El Verbo Encarnado pronuncia Su última frase, y al hacerlo, cada última palabra adquiere un significado especial. En el acto de morir, el Dios-Hombre enseña a sus hermanos y hermanas de la familia humana cómo morir. ¿Cuál es la lección final?
Jesús murió resignado a la Voluntad de Aquel que lo envió. Sin embargo, no debemos ver esto como pasividad; es un activo resignación, que resume toda su vida: “Como el hombre vive, así morirá”.
La muerte es difícil de enfrentar para cualquiera, pero la cultura estadounidense le tiene un miedo particular. Nuestras costumbres funerarias dicen mucho. Nos negamos a usar las palabras “muerte” o “muerto” o “morir”; disfrazamos a las personas para que parezcan listas para organizar una fiesta desde sus ataúdes; decimos cosas raras como, “¿No se ve maravillosa?” Todo esto sugiere más que un deseo de tener tacto: es una negación de la realidad.
Pocos seres humanos anhelan la muerte. O, como solía decir un profesor de seminario: “Caballeros, sé que el cielo es nuestro verdadero hogar, pero no siento nostalgia en lo más mínimo”. Lo crea o no, esa es una actitud cristiana saludable. El hombre moderno, sin embargo, tiene un miedo excesivo a la muerte, y generalmente por una buena razón. El materialismo ha reemplazado a la fe como fuerza motriz en la sociedad, y el resultado es una especie de desesperación sofocante.
Tome el movimiento de paz secular. Nadie ha hablado con más fuerza sobre la guerra que los Papas de este siglo, y especialmente Juan Pablo II. Pero el estilo y el contenido de un Pontífice son muy diferentes a los de los activistas no cristianos porque la visión del primero no es terrenal, dándose cuenta de que incluso en el mejor escenario posible, “Aquí no tenemos una ciudad duradera; buscamos el que ha de venir” (Heb 13,14).
La vida humana es buena y hermosa, como sabía el gran Fulton Sheen cuando declaraba semana tras semana que “vale la pena vivir la vida”, pero los bienes más apremiantes (p. ej., el testimonio de la verdad del Evangelio) pueden exigir el abandono de ese bien. (por ejemplo, la muerte del mismo Jesús, posteriormente abrazado por los mártires).

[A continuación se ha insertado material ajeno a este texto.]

#[cfg(test)]
mod tests {
    use super::*;
    use camera_capture::VideoFrame;
    use dms::{DmsConfig, DmsError, EyeStatus, Region, StaticRegionDetector};
    use image::GrayImage;
    use inference_engine::MockBackend;
    use std::sync::atomic::{AtomicUsize, Ordering};
    use std::sync::mpsc as std_mpsc;
    use std::time::Duration;

    const SIZE: u32 = 8;

    #[derive(Debug)]
    enum Event {
        Result(DetectionResult),
        Error(String),
        Status(bool),
    }

    struct ChannelCallback {
        tx: Mutex<std_mpsc::Sender<Event>>,
    }

    impl ChannelCallback {
        fn new() -> (Arc<Self>, std_mpsc::Receiver<Event>) {
            let (tx, rx) = std_mpsc::channel();
            (Arc::new(Self { tx: Mutex::new(tx) }), rx)
        }

        fn send(&self, event: Event) {
            let _ = self.tx.lock().unwrap().send(event);
        }
    }

    impl DetectionCallback for ChannelCallback {
        fn on_result(&self, result: &DetectionResult) {
            self.send(Event::Result(*result));
        }

        fn on_error(&self, message: &str) {
            self.send(Event::Error(message.to_string()));
        }

        fn on_status(&self, enabled: bool) {
            self.send(Event::Status(enabled));
        }
    }

    fn config() -> DmsConfig {
        DmsConfig {
            image_size: SIZE,
            ..Default::default()
        }
    }

    fn captured(released: &Arc<AtomicUsize>) -> CapturedFrame {
        let c = Arc::clone(released);
        let frame = VideoFrame::new(vec![90; 32 * 24 * 3], 32, 24, 0, 0);
        CapturedFrame::new(frame, Box::new(move || {
            c.fetch_add(1, Ordering::SeqCst);
        }))
    }

    fn next_event(rx: &std_mpsc::Receiver<Event>) -> Event {
        rx.recv_timeout(Duration::from_secs(5)).expect("no event from service")
    }

    async fn wait_idle<D, B>(service: &DetectionService<D, B>)
    where
        D: EyeRegionDetector + 'static,
        B: InferenceBackend + 'static,
    {
        for _ in 0..500 {
            if !service.is_busy() {
                return;
            }
            tokio::time::sleep(Duration::from_millis(5)).await;
        }
        panic!("service stayed busy");
    }

    #[tokio::test]
    async fn test_start_process_stop() {
        let detector = StaticRegionDetector::new(vec![Region::new(4, 4, 12, 8)]);
        let pipeline =
            EyeStatePipeline::new(&config(), detector, MockBackend::constant(0.9, SIZE as usize)).unwrap();
        let (callback, events) = ChannelCallback::new();
        let mut service = DetectionService::new(pipeline, callback, 3);
        let released = Arc::new(AtomicUsize::new(0));

        assert!(!service.submit(captured(&released)));
        assert_eq!(released.load(Ordering::SeqCst), 1);

        service.start().unwrap();
        assert!(matches!(next_event(&events), Event::Status(true)));
        assert_eq!(service.state(), MonitorState::Running);
        assert!(matches!(service.start(), Err(crate::MonitorError::AlreadyRunning)));

        assert!(service.submit(captured(&released)));
        match next_event(&events) {
            Event::Result(result) => {
                assert_eq!(result.status, EyeStatus::Open);
                assert!((result.confidence - 0.9).abs() < 1e-6);
            }
            other => panic!("unexpected event {:?}", other),
        }

        service.stop().await.unwrap();
        assert!(matches!(next_event(&events), Event::Status(false)));
        assert_eq!(service.state(), MonitorState::Stopped);
        assert_eq!(released.load(Ordering::SeqCst), 2);
        assert_eq!(service.pipeline().unwrap().smoother().window().len(), 1);
        assert!(matches!(service.stop().await, Err(crate::MonitorError::NotRunning)));
    }

    #[tokio::test]
    async fn test_busy_worker_drops_new_frames() {
        let (hold_tx, hold_rx) = std_mpsc::channel::<()>();
        let (entered_tx, entered_rx) = std_mpsc::channel::<()>();
        let detector = move |_: &GrayImage| {
            let _ = entered_tx.send(());
            let _ = hold_rx.recv();
            Ok::<_, DmsError>(vec![Region::new(0, 0, 8, 8)])
        };
        let pipeline =
            EyeStatePipeline::new(&config(), detector, MockBackend::constant(0.2, SIZE as usize)).unwrap();
        let (callback, events) = ChannelCallback::new();
        let mut service = DetectionService::new(pipeline, callback, 3);
        let released = Arc::new(AtomicUsize::new(0));

        service.start().unwrap();
        assert!(matches!(next_event(&events), Event::Status(true)));

        assert!(service.submit(captured(&released)));
        entered_rx.recv_timeout(Duration::from_secs(5)).unwrap();
        assert!(service.is_busy());

        // Dropped, not queued, and released right away
        assert!(!service.submit(captured(&released)));
        assert_eq!(released.load(Ordering::SeqCst), 1);

        hold_tx.send(()).unwrap();
        assert!(matches!(next_event(&events), Event::Result(_)));
        wait_idle(&service).await;

        assert!(service.submit(captured(&released)));
        hold_tx.send(()).unwrap();
        assert!(matches!(next_event(&events), Event::Result(_)));

        service.stop().await.unwrap();
        assert_eq!(released.load(Ordering::SeqCst), 3);
        // Only the two accepted frames reached the smoother
        assert_eq!(service.pipeline().unwrap().smoother().window().len(), 2);
    }

    #[tokio::test]
    async fn test_repeated_failures_escalate_then_recover() {
        let mut calls = 0;
        let detector = move |_: &GrayImage| {
            calls += 1;
            if calls <= 3 {
                Err(DmsError::Detector("cascade unavailable".into()))
            } else {
                Ok(vec![Region::new(0, 0, 8, 8)])
            }
        };
        let pipeline =
            EyeStatePipeline::new(&config(), detector, MockBackend::constant(0.8, SIZE as usize)).unwrap();
        let (callback, events) = ChannelCallback::new();
        let mut service = DetectionService::new(pipeline, callback, 3);
        let released = Arc::new(AtomicUsize::new(0));

        service.start().unwrap();
        assert!(matches!(next_event(&events), Event::Status(true)));

        for i in 0..3 {
            assert!(service.submit(captured(&released)));
            match next_event(&events) {
                Event::Error(message) => assert!(message.contains("cascade unavailable")),
                other => panic!("unexpected event {:?}", other),
            }
            wait_idle(&service).await;
            if i < 2 {
                assert_eq!(service.state(), MonitorState::Running);
            }
        }
        assert!(matches!(service.state(), MonitorState::Error(_)));
        match next_event(&events) {
            Event::Error(message) => assert!(message.starts_with("3 consecutive failed cycles")),
            other => panic!("unexpected event {:?}", other),
        }

        assert!(service.submit(captured(&released)));
        assert!(matches!(next_event(&events), Event::Result(_)));
        wait_idle(&service).await;
        assert_eq!(service.state(), MonitorState::Running);

        service.stop().await.unwrap();
        assert_eq!(released.load(Ordering::SeqCst), 4);
    }

    #[tokio::test]
    async fn test_panicking_detector_is_reported_and_survived() {
        let mut calls = 0;
        let detector = move |_: &GrayImage| {
            calls += 1;
            if calls == 1 {
                panic!("detector crashed");
            }
            Ok::<_, DmsError>(vec![Region::new(0, 0, 8, 8)])
        };
        let pipeline =
            EyeStatePipeline::new(&config(), detector, MockBackend::constant(0.7, SIZE as usize)).unwrap();
        let (callback, events) = ChannelCallback::new();
        let mut service = DetectionService::new(pipeline, callback, 1);
        let released = Arc::new(AtomicUsize::new(0));

        service.start().unwrap();
        assert!(matches!(next_event(&events), Event::Status(true)));

        assert!(service.submit(captured(&released)));
        match next_event(&events) {
            Event::Error(message) => assert!(message.contains("detector crashed")),
            other => panic!("unexpected event {:?}", other),
        }
        match next_event(&events) {
            Event::Error(message) => assert!(message.starts_with("1 consecutive failed cycles")),
            other => panic!("unexpected event {:?}", other),
        }
        wait_idle(&service).await;
        assert_eq!(released.load(Ordering::SeqCst), 1);
        assert!(matches!(service.state(), MonitorState::Error(_)));
        assert!(service.is_enabled());

        // The worker is still alive and recovers on the next clean frame
        assert!(service.submit(captured(&released)));
        match next_event(&events) {
            Event::Result(result) => assert!((result.confidence - 0.7).abs() < 1e-6),
            other => panic!("unexpected event {:?}", other),
        }
        wait_idle(&service).await;
        assert_eq!(service.state(), MonitorState::Running);

        service.stop().await.unwrap();
        assert_eq!(released.load(Ordering::SeqCst), 2);
        service.start().unwrap();
        service.stop().await.unwrap();
    }

    /// Panics in the two worker-side error reports, then behaves
    struct FragileCallback {
        inner: Arc<ChannelCallback>,
        errors: AtomicUsize,
    }

    impl DetectionCallback for FragileCallback {
        fn on_result(&self, result: &DetectionResult) {
            self.inner.on_result(result);
        }

        fn on_error(&self, message: &str) {
            if self.errors.fetch_add(1, Ordering::SeqCst) < 2 {
                panic!("sink failed");
            }
            self.inner.on_error(message);
        }

        fn on_status(&self, enabled: bool) {
            self.inner.on_status(enabled);
        }
    }

    #[tokio::test]
    async fn test_dead_worker_surfaces_error_state() {
        let detector = |_: &GrayImage| -> Result<Vec<Region>, DmsError> {
            Err(DmsError::Detector("no cascade".into()))
        };
        let pipeline =
            EyeStatePipeline::new(&config(), detector, MockBackend::constant(0.7, SIZE as usize)).unwrap();
        let (inner, events) = ChannelCallback::new();
        let callback = Arc::new(FragileCallback {
            inner,
            errors: AtomicUsize::new(0),
        });
        let mut service = DetectionService::new(pipeline, callback, 3);
        let released = Arc::new(AtomicUsize::new(0));

        service.start().unwrap();
        assert!(matches!(next_event(&events), Event::Status(true)));

        // The panic report itself panics outside the cycle guard, killing the worker
        assert!(service.submit(captured(&released)));
        wait_idle(&service).await;

        let mut state = service.state();
        for _ in 0..500 {
            service.submit(captured(&released));
            state = service.state();
            if matches!(state, MonitorState::Error(_)) {
                break;
            }
            tokio::time::sleep(Duration::from_millis(5)).await;
        }
        match state {
            MonitorState::Error(message) => assert!(message.contains("worker")),
            other => panic!("unexpected state {:?}", other),
        }
        match next_event(&events) {
            Event::Error(message) => assert!(message.contains("worker")),
            other => panic!("unexpected event {:?}", other),
        }

        // Every submitted frame was released, none silently kept
        wait_idle(&service).await;
        assert!(!service.submit(captured(&released)));
        let submitted = released.load(Ordering::SeqCst);
        assert!(submitted >= 2);

        assert!(matches!(service.stop().await, Err(crate::MonitorError::Worker(_))));
        assert!(matches!(service.start(), Err(crate::MonitorError::Worker(_))));
    }
}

Mientras escuchamos al Salvador moribundo, dos palabras llaman nuestra atención: “Padre, dentro tu manos encomiendo mi espíritu.” “Padre” y “tuyo” son las claves del misterio de la muerte. Jesús, en su humanidad, no depende de sus propios recursos, sino que echa sus preocupaciones sobre su Padre celestial, el Abba (“Papá”) en quien animó a sus discípulos a tener plena confianza.

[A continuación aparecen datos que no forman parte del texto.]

pub mod indexer;
pub mod rpc;
pub mod runtime;
pub mod transport;

pub use indexer::{fetch_inclusion, fetch_inclusion_with_attempts, Inclusion, IndexerSchema};
pub use rpc::{
    ConnectionState, MixnetProvider, ProviderError, ProviderEvent, ProviderStats,
    ProviderStatsTracker, RpcProvider, WellKnownTable,
};
pub use runtime::config::{ProviderConfig, ProviderConfigBuilder, ProviderConfigParams};
pub use runtime::telemetry::{init_tracing, spawn_stats_reporter, DEFAULT_STATS_INTERVAL};
pub use transport::{MixnetRequester, RelayClient};
#[path = "../support/mod.rs"]
mod support;

mod end_to_end;
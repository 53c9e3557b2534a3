//! Failure taxonomy shared by the provider, the relay client, and the
//! indexer lookup. Every variant is cheap to clone so a single failure can be
//! handed to every caller waiting on the same in-flight call.

use std::fmt;

#[derive(Debug, Clone, PartialEq, Eq)]
pub enum ProviderError {
    NotConnected,
    ConnectInProgress,
    UnsupportedNetwork { network: String },
    UnsupportedOperation { operation: &'static str },
    Transport { message: String },
    Relay { message: String },
    Decode { message: String },
    Rpc { code: i64, message: String },
    NotFound { message: String },
}

impl ProviderError {
    pub(crate) fn decode(message: impl Into<String>) -> Self {
        ProviderError::Decode {
            message: message.into(),
        }
    }

    pub(crate) fn transport(err: &anyhow::Error) -> Self {
        ProviderError::Transport {
            message: format!("{err:#}"),
        }
    }

    pub(crate) fn not_found(message: impl Into<String>) -> Self {
        ProviderError::NotFound {
            message: message.into(),
        }
    }

    /// Parse failures are the only class of error the indexer lookup retries.
    pub fn is_parse_failure(&self) -> bool {
        matches!(
            self,
            ProviderError::Decode { .. } | ProviderError::NotFound { .. }
        )
    }
}

impl fmt::Display for ProviderError {
    fn fmt(&self, f: &mut fmt::Formatter<'_>) -> fmt::Result {
        match self {
            ProviderError::NotConnected => write!(f, "provider is not connected to a relay"),
            ProviderError::ConnectInProgress => write!(f, "connect already in progress"),
            ProviderError::UnsupportedNetwork { network } => {
                write!(f, "network {network} not supported by relay")
            }
            ProviderError::UnsupportedOperation { operation } => {
                write!(f, "mixnet provider does not support {operation}")
            }
            ProviderError::Transport { message } => write!(f, "mixnet transport failed: {message}"),
            ProviderError::Relay { message } => write!(f, "relay returned an error: {message}"),
            ProviderError::Decode { message } => write!(f, "failed to decode reply: {message}"),
            ProviderError::Rpc { code, message } => write!(f, "{code}: {message}"),
            ProviderError::NotFound { message } => write!(f, "not found: {message}"),
        }
    }
}

impl std::error::Error for ProviderError {}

Su corazón, por lo tanto, está dirigido a los demás o, mejor dicho, dirigido a los Otros hacia Aquel “que podía salvarlo de la muerte” (Hb 5, 7). Con los ojos fijos en Jesús (cf. Hb 3, 1), los cristianos, pues, reflexionan sobre lo que necesitan en la muerte. Son tres: la gracia de la perseverancia, la gracia del arrepentimiento final y la gracia de una muerte feliz.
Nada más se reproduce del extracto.